-- Opening Marker --

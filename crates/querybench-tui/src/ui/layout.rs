//! Layout helpers for the querybench TUI.

use ratatui::layout::Rect;

/// Create a centered rect with fixed dimensions.
pub fn centered_fixed(width: u16, height: u16, area: Rect) -> Rect {
    let x = area.x + area.width.saturating_sub(width) / 2;
    let y = area.y + area.height.saturating_sub(height) / 2;
    Rect::new(x, y, width.min(area.width), height.min(area.height))
}

#[cfg(test)]
mod tests {
    use super::*;

    #[test]
    fn test_centered_fixed() {
        let area = Rect::new(0, 0, 80, 24);
        let rect = centered_fixed(40, 10, area);
        assert_eq!(rect, Rect::new(20, 7, 40, 10));
    }

    #[test]
    fn test_centered_fixed_clamps_to_area() {
        let area = Rect::new(0, 0, 20, 8);
        let rect = centered_fixed(40, 10, area);
        assert_eq!(rect.width, 20);
        assert_eq!(rect.height, 8);
    }
}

-- Closing Marker --

Work to complete >> Going through the listing above, count every line in which the word "height" occurs, and state only the count.

Answer >> 4